If you believe your employer has been excluding pay from your overtime calculation, The Lore Law Firm can help. Call 866-559-0400 or request a free case evaluation today to discuss your situation.
How the FLSA Defines the Regular Rate of Pay
The FLSA regular rate definition is broader than many workers realize. Under 29 USC § 207(e), the regular rate “shall be deemed to include all remuneration for employment paid to, or on behalf of, the employee,” subject to specific statutory exclusions. This means your employer generally cannot limit the overtime calculation to just your base hourly wage if you also earn commissions, non-discretionary bonuses, incentives, shift differentials, or piece-rate pay.
The formula is straightforward. According to the Department of Labor’s Fact Sheet #56A, you calculate the regular rate by dividing total compensation in the workweek (minus statutory exclusions) by total hours worked. This average hourly rate then serves as the basis for the time-and-a-half overtime premium. The regular rate cannot be lower than applicable minimum wage and cannot be reduced by agreement between employer and employee.
💡 Pro Tip: Review your pay stubs carefully. If you earn bonuses, incentives, commissions, or shift differentials and your overtime rate appears based only on your base hourly wage, your employer may be underpaying your overtime.

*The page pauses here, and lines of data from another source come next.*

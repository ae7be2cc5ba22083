//! Plan catalog: the fixed list of purchasable and free tiers.

use std::collections::HashSet;
use std::fmt;

use schemars::JsonSchema;
use serde::{Deserialize, Serialize};
use thiserror::Error;

/// Catalog id of the built-in free tier.
pub const BASIC_PLAN_ID: &str = "basic";

/// Catalog id of the built-in paid tier.
pub const PRO_PLAN_ID: &str = "pro";

/// Opaque billing token identifying a plan tier (e.g. a Stripe price id).
#[derive(Debug, Clone, PartialEq, Eq, Hash, Serialize, Deserialize, JsonSchema)]
#[serde(transparent)]
pub struct PriceId(pub String);

impl PriceId {
    /// Create from an existing string.
    pub fn from_string(s: impl Into<String>) -> Self {
        Self(s.into())
    }

    /// Get the inner string.
    pub fn as_str(&self) -> &str {
        &self.0
    }
}

impl fmt::Display for PriceId {
    fn fmt(&self, f: &mut fmt::Formatter<'_>) -> fmt::Result {
        write!(f, "{}", self.0)
    }
}

/// One catalog entry.
#[derive(Debug, Clone, PartialEq, Eq, Serialize, Deserialize, JsonSchema)]
#[serde(rename_all = "camelCase")]
pub struct PlanDescriptor {
    /// Stable catalog identifier.
    pub id: String,
    /// Display name.
    pub name: String,
    /// Monthly price in whole rupees.
    pub price: u32,
    /// Short marketing description.
    pub description: String,
    /// Feature bullet points, in display order.
    #[serde(default)]
    pub items: Vec<String>,
    /// Billing price identifier. Free tiers have none.
    #[serde(default)]
    pub price_id: Option<PriceId>,
    /// Hosted checkout URL.
    #[serde(default)]
    pub payment_link: Option<String>,
}

impl PlanDescriptor {
    /// Payment link, ignoring blank values.
    pub fn checkout_url(&self) -> Option<&str> {
        self.payment_link
            .as_deref()
            .map(str::trim)
            .filter(|link| !link.is_empty())
    }

    /// Whether the descriptor matches the given price identifier.
    pub fn has_price_id(&self, price_id: &PriceId) -> bool {
        self.price_id.as_ref() == Some(price_id)
    }
}

/// Errors raised while building a catalog.
#[derive(Debug, Error)]
pub enum CatalogError {
    #[error("Duplicate plan id: {0}")]
    DuplicateId(String),

    #[error("Duplicate price id {price_id} on plan {plan_id}")]
    DuplicatePriceId { plan_id: String, price_id: String },

    #[error("Invalid catalog: {0}")]
    Invalid(#[from] serde_json::Error),
}

pub type CatalogResult<T> = Result<T, CatalogError>;

/// Immutable, ordered plan catalog.
///
/// Plan ids and price ids are unique across the catalog, so lookups stop at
/// the first match.
#[derive(Debug, Clone, PartialEq, Eq, Serialize, JsonSchema)]
#[serde(transparent)]
pub struct PlanCatalog {
    plans: Vec<PlanDescriptor>,
}

impl PlanCatalog {
    /// Build a catalog, rejecting duplicate plan ids or price ids.
    pub fn new(plans: Vec<PlanDescriptor>) -> CatalogResult<Self> {
        let mut ids = HashSet::new();
        let mut price_ids = HashSet::new();

        for plan in &plans {
            if !ids.insert(plan.id.as_str()) {
                return Err(CatalogError::DuplicateId(plan.id.clone()));
            }
            if let Some(price_id) = &plan.price_id {
                if !price_ids.insert(price_id.as_str()) {
                    return Err(CatalogError::DuplicatePriceId {
                        plan_id: plan.id.clone(),
                        price_id: price_id.to_string(),
                    });
                }
            }
        }

        Ok(Self { plans })
    }

    /// Parse a catalog from a JSON array of descriptors.
    pub fn from_json(json: &str) -> CatalogResult<Self> {
        let plans: Vec<PlanDescriptor> = serde_json::from_str(json)?;
        Self::new(plans)
    }

    /// The built-in catalog: a free Basic tier and a paid Pro tier.
    ///
    /// Billing identifiers differ per deployment, so the Pro price id and
    /// payment link are supplied by the caller.
    pub fn builtin(pro_price_id: Option<PriceId>, pro_payment_link: Option<String>) -> Self {
        let plans = vec![
            PlanDescriptor {
                id: BASIC_PLAN_ID.to_string(),
                name: "Basic".to_string(),
                price: 0,
                description: "Perfect for occasional use".to_string(),
                items: vec![
                    "5 PDF summaries per month".to_string(),
                    "Standard processing speed".to_string(),
                    "Email support".to_string(),
                ],
                price_id: None,
                payment_link: None,
            },
            PlanDescriptor {
                id: PRO_PLAN_ID.to_string(),
                name: "Pro".to_string(),
                price: 199,
                description: "For professionals and teams".to_string(),
                items: vec![
                    "Unlimited PDF summaries".to_string(),
                    "Priority processing".to_string(),
                    "24/7 priority support".to_string(),
                    "Markdown export".to_string(),
                ],
                price_id: pro_price_id,
                payment_link: pro_payment_link,
            },
        ];

        // Only Pro can carry a price id, so there is nothing to collide with.
        Self { plans }
    }

    /// Find the descriptor billed under `price_id`.
    pub fn find_by_price_id(&self, price_id: &PriceId) -> Option<&PlanDescriptor> {
        self.plans.iter().find(|plan| plan.has_price_id(price_id))
    }

    /// Find a descriptor by catalog id.
    pub fn find_by_id(&self, id: &str) -> Option<&PlanDescriptor> {
        self.plans.iter().find(|plan| plan.id == id)
    }

    /// Descriptors in declaration order.
    pub fn iter(&self) -> impl Iterator<Item = &PlanDescriptor> {
        self.plans.iter()
    }

    pub fn len(&self) -> usize {
        self.plans.len()
    }

    pub fn is_empty(&self) -> bool {
        self.plans.is_empty()
    }
}

/// Free-function form of [`PlanCatalog::find_by_price_id`].
pub fn find_plan_by_price_id<'a>(
    catalog: &'a PlanCatalog,
    price_id: &PriceId,
) -> Option<&'a PlanDescriptor> {
    catalog.find_by_price_id(price_id)
}

#[cfg(test)]
mod tests {
    use super::*;

    fn plan(id: &str, name: &str, price_id: Option<&str>) -> PlanDescriptor {
        PlanDescriptor {
            id: id.to_string(),
            name: name.to_string(),
            price: 0,
            description: String::new(),
            items: vec![],
            price_id: price_id.map(PriceId::from_string),
            payment_link: None,
        }
    }

    #[test]
    fn test_find_by_price_id() {
        let catalog = PlanCatalog::new(vec![
            plan("pro", "Pro", Some("price_123")),
            plan("free", "Starter", None),
        ])
        .unwrap();

        let found = catalog.find_by_price_id(&PriceId::from_string("price_123"));
        assert_eq!(found.map(|p| p.name.as_str()), Some("Pro"));
        assert!(catalog
            .find_by_price_id(&PriceId::from_string("price_999"))
            .is_none());
    }

    #[test]
    fn test_lookup_is_idempotent() {
        let catalog = PlanCatalog::new(vec![plan("pro", "Pro", Some("price_123"))]).unwrap();
        let price_id = PriceId::from_string("price_123");

        let first = find_plan_by_price_id(&catalog, &price_id).cloned();
        let second = find_plan_by_price_id(&catalog, &price_id).cloned();
        assert_eq!(first, second);
    }

    #[test]
    fn test_free_plan_never_matches_a_price_id() {
        let catalog = PlanCatalog::new(vec![plan("free", "Starter", None)]).unwrap();
        assert!(catalog.find_by_price_id(&PriceId::from_string("")).is_none());
    }

    #[test]
    fn test_duplicate_price_id_rejected() {
        let result = PlanCatalog::new(vec![
            plan("pro", "Pro", Some("price_123")),
            plan("team", "Team", Some("price_123")),
        ]);
        assert!(matches!(
            result,
            Err(CatalogError::DuplicatePriceId { ref plan_id, .. }) if plan_id == "team"
        ));
    }

    #[test]
    fn test_duplicate_id_rejected() {
        let result = PlanCatalog::new(vec![plan("pro", "Pro", None), plan("pro", "Pro 2", None)]);
        assert!(matches!(result, Err(CatalogError::DuplicateId(ref id)) if id == "pro"));
    }

    #[test]
    fn test_from_json_camel_case() {
        let json = r#"[
            {"id": "pro", "name": "Pro", "price": 199, "description": "d",
             "items": ["a", "b"], "priceId": "price_123", "paymentLink": "https://pay/pro"},
            {"id": "free", "name": "Starter", "price": 0, "description": "d",
             "priceId": null, "paymentLink": null}
        ]"#;
        let catalog = PlanCatalog::from_json(json).unwrap();

        assert_eq!(catalog.len(), 2);
        let pro = catalog.find_by_id("pro").unwrap();
        assert_eq!(pro.items, vec!["a", "b"]);
        assert_eq!(pro.checkout_url(), Some("https://pay/pro"));
        assert!(catalog.find_by_id("free").unwrap().items.is_empty());
    }

    #[test]
    fn test_from_json_invalid() {
        assert!(matches!(
            PlanCatalog::from_json("{not json"),
            Err(CatalogError::Invalid(_))
        ));
    }

    #[test]
    fn test_blank_payment_link_is_absent() {
        let mut descriptor = plan("pro", "Pro", None);
        descriptor.payment_link = Some("   ".to_string());
        assert_eq!(descriptor.checkout_url(), None);
    }

    #[test]
    fn test_builtin_catalog_order() {
        let catalog = PlanCatalog::builtin(Some(PriceId::from_string("price_pro")), None);
        let ids: Vec<_> = catalog.iter().map(|p| p.id.as_str()).collect();
        assert_eq!(ids, vec![BASIC_PLAN_ID, PRO_PLAN_ID]);
        assert_eq!(
            catalog
                .find_by_price_id(&PriceId::from_string("price_pro"))
                .map(|p| p.id.as_str()),
            Some(PRO_PLAN_ID)
        );
    }
}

What Payments Must Be Included in the OT Calculation Lawyer Should Know
Nearly every form of compensation tied to your work should factor into the regular rate. This includes hourly wages, non-discretionary bonuses, incentives, commissions, shift differentials, and piece-rate earnings. Failure to include compensation in overtime calculations is one of the most common wage and hour violations, affecting workers across industries including healthcare, warehousing, retail, hospitality, and trucking.
Non-discretionary bonuses are a frequent source of disputes. If your employer promises a bonus based on productivity, attendance, or meeting targets, that bonus is generally non-discretionary and must be included in the regular rate. Under 29 USC § 207(e)(3), a bonus qualifies as discretionary only if (1) both the fact that payment will be made and the amount are determined at the employer’s sole discretion at or near the period’s end, and (2) the payment is not made pursuant to any prior contract, agreement, or promise that causes the employee to expect such payments regularly. The label your employer places on a bonus doesn’t determine whether it’s truly discretionary.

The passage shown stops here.